Exercise requirements: Find the line containing "filename src/store/mod.rs" in the entries below. Restate it and each line after it, word for word, up to and including the line containing "use std::collections::HashMap;".

----------------

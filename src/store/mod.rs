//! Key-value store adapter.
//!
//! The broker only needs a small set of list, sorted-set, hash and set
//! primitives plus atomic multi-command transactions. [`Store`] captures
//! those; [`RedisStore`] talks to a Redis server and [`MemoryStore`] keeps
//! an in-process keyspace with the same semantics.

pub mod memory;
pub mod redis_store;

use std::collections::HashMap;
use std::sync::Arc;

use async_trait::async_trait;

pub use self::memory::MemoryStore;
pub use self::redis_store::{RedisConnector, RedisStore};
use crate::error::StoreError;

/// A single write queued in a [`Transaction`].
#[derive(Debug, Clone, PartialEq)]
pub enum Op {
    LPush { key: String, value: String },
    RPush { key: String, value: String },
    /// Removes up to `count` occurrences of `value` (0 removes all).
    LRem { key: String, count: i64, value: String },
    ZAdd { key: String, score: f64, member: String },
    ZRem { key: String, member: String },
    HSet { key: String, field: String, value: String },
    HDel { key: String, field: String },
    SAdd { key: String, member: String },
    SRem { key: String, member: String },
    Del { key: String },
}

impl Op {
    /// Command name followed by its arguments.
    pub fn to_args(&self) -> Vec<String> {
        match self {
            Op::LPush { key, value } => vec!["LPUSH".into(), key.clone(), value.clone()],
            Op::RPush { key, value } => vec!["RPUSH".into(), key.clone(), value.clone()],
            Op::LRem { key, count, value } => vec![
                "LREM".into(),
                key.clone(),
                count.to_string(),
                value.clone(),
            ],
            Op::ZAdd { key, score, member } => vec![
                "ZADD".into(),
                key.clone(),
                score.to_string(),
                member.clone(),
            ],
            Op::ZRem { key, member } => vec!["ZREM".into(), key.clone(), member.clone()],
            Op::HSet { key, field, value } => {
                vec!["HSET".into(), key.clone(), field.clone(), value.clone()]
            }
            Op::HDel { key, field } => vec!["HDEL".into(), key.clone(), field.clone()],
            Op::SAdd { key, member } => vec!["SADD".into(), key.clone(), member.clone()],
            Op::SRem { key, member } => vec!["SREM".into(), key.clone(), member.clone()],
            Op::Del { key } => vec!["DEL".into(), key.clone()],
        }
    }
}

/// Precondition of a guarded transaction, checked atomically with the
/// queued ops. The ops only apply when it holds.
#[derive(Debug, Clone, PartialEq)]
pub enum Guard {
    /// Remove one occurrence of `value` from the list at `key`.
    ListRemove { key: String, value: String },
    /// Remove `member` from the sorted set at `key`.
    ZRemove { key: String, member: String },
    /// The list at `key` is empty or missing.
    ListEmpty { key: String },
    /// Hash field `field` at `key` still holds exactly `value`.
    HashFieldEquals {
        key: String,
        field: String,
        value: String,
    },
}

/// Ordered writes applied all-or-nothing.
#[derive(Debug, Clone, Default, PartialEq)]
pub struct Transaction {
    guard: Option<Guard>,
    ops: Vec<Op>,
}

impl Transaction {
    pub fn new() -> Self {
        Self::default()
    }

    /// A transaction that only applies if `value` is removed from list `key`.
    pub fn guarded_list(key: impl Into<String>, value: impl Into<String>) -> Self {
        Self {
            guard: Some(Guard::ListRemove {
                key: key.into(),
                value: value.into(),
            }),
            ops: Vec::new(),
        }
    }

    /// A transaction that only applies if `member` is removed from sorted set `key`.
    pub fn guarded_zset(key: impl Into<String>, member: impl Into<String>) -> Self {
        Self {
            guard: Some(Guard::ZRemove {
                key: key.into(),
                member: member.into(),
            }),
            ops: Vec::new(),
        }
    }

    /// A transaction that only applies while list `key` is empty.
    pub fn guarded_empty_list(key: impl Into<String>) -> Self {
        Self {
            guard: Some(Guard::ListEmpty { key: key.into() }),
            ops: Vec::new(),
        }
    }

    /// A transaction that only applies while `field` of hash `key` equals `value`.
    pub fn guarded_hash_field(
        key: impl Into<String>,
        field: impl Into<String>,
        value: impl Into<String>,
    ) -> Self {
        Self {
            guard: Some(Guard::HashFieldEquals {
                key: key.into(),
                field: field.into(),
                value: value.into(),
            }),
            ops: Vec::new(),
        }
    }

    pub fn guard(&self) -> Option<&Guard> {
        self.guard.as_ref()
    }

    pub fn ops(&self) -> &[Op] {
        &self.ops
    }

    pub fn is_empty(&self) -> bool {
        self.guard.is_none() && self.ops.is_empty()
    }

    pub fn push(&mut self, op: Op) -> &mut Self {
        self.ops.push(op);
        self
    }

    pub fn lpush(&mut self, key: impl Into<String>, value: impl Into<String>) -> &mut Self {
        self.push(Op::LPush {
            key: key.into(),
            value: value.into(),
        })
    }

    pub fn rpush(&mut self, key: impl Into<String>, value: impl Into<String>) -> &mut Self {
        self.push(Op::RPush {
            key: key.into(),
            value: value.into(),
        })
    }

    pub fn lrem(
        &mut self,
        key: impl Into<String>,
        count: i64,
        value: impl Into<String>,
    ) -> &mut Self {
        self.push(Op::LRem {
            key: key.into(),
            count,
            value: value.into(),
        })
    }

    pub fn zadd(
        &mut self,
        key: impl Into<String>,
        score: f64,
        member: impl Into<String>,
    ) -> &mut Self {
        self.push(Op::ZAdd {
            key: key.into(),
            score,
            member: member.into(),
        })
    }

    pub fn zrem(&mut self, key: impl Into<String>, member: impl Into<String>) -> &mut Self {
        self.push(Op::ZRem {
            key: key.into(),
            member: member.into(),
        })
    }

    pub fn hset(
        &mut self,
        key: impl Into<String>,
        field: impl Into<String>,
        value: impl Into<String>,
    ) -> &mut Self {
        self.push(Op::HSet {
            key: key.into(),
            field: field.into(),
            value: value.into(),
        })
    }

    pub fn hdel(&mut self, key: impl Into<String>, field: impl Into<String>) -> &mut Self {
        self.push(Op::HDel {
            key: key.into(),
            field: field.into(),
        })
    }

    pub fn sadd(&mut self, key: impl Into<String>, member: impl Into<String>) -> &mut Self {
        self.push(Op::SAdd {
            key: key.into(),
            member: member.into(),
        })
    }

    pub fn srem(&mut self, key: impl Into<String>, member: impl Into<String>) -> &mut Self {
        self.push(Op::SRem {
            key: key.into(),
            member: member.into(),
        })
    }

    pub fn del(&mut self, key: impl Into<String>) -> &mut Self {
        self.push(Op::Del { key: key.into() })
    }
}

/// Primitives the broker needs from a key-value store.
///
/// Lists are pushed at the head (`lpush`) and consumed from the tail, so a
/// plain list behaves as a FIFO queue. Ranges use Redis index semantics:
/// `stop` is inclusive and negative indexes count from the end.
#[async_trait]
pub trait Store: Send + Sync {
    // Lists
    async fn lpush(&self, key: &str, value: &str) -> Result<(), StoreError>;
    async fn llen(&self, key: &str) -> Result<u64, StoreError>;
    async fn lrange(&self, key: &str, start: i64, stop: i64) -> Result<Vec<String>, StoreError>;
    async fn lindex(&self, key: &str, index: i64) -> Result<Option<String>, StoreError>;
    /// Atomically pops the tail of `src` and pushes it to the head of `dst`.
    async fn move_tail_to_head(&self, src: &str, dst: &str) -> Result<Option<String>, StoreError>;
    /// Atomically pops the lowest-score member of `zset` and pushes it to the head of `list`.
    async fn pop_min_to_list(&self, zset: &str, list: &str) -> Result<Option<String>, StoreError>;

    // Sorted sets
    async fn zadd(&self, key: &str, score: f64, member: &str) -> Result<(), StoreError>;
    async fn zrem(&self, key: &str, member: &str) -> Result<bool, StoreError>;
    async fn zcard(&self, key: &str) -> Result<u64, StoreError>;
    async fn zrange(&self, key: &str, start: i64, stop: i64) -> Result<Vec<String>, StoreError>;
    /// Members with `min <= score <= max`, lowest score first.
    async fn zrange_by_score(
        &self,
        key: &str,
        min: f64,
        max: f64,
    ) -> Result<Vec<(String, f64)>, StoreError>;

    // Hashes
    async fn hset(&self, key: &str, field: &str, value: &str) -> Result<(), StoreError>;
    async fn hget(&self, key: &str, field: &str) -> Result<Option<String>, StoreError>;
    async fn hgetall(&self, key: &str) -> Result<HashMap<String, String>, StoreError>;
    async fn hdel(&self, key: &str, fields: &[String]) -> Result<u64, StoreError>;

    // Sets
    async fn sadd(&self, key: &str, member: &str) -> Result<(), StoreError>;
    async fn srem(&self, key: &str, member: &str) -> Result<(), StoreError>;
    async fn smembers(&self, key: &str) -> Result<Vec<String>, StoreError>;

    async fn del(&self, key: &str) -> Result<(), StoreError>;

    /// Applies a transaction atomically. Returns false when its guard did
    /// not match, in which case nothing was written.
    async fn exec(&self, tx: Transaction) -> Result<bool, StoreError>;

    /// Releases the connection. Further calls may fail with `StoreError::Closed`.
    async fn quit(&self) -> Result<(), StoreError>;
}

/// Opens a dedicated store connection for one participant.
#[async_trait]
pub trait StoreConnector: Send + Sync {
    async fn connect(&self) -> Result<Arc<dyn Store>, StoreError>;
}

----------------

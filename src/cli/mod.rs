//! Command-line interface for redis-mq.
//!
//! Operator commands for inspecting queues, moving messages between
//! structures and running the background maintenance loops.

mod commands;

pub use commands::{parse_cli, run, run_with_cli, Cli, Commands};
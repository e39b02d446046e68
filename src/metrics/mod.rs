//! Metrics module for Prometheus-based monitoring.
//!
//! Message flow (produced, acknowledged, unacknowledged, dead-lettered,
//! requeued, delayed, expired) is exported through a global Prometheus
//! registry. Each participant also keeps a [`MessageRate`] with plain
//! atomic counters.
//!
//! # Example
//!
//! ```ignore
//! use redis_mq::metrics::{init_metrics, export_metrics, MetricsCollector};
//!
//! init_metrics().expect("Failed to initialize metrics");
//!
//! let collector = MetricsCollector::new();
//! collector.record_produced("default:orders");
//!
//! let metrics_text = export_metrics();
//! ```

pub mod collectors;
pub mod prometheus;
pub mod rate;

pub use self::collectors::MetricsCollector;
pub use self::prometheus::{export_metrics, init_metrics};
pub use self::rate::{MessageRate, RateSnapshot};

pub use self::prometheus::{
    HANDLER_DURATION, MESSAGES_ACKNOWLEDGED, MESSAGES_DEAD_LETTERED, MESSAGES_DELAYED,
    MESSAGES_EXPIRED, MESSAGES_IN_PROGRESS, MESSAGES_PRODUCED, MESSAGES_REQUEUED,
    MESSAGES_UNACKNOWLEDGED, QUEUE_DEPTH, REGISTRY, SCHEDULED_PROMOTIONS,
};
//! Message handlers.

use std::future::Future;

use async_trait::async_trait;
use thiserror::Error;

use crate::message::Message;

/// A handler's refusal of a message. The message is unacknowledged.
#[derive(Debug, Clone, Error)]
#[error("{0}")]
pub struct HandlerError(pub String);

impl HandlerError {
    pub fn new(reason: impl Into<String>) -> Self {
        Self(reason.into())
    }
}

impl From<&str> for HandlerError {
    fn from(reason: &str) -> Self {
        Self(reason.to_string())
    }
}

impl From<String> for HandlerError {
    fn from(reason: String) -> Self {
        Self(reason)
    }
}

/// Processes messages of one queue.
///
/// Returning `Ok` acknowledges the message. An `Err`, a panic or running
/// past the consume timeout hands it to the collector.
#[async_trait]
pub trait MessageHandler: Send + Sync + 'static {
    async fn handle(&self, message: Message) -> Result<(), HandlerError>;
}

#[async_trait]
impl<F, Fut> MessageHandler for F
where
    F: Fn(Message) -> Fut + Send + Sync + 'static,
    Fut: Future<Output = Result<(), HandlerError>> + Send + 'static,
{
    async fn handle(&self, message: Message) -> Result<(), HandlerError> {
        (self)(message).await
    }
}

----------------

Task output:
filename src/store/mod.rs
//! Key-value store adapter.
//!
//! The broker only needs a small set of list, sorted-set, hash and set
//! primitives plus atomic multi-command transactions. [`Store`] captures
//! those; [`RedisStore`] talks to a Redis server and [`MemoryStore`] keeps
//! an in-process keyspace with the same semantics.

pub mod memory;
pub mod redis_store;

use std::collections::HashMap;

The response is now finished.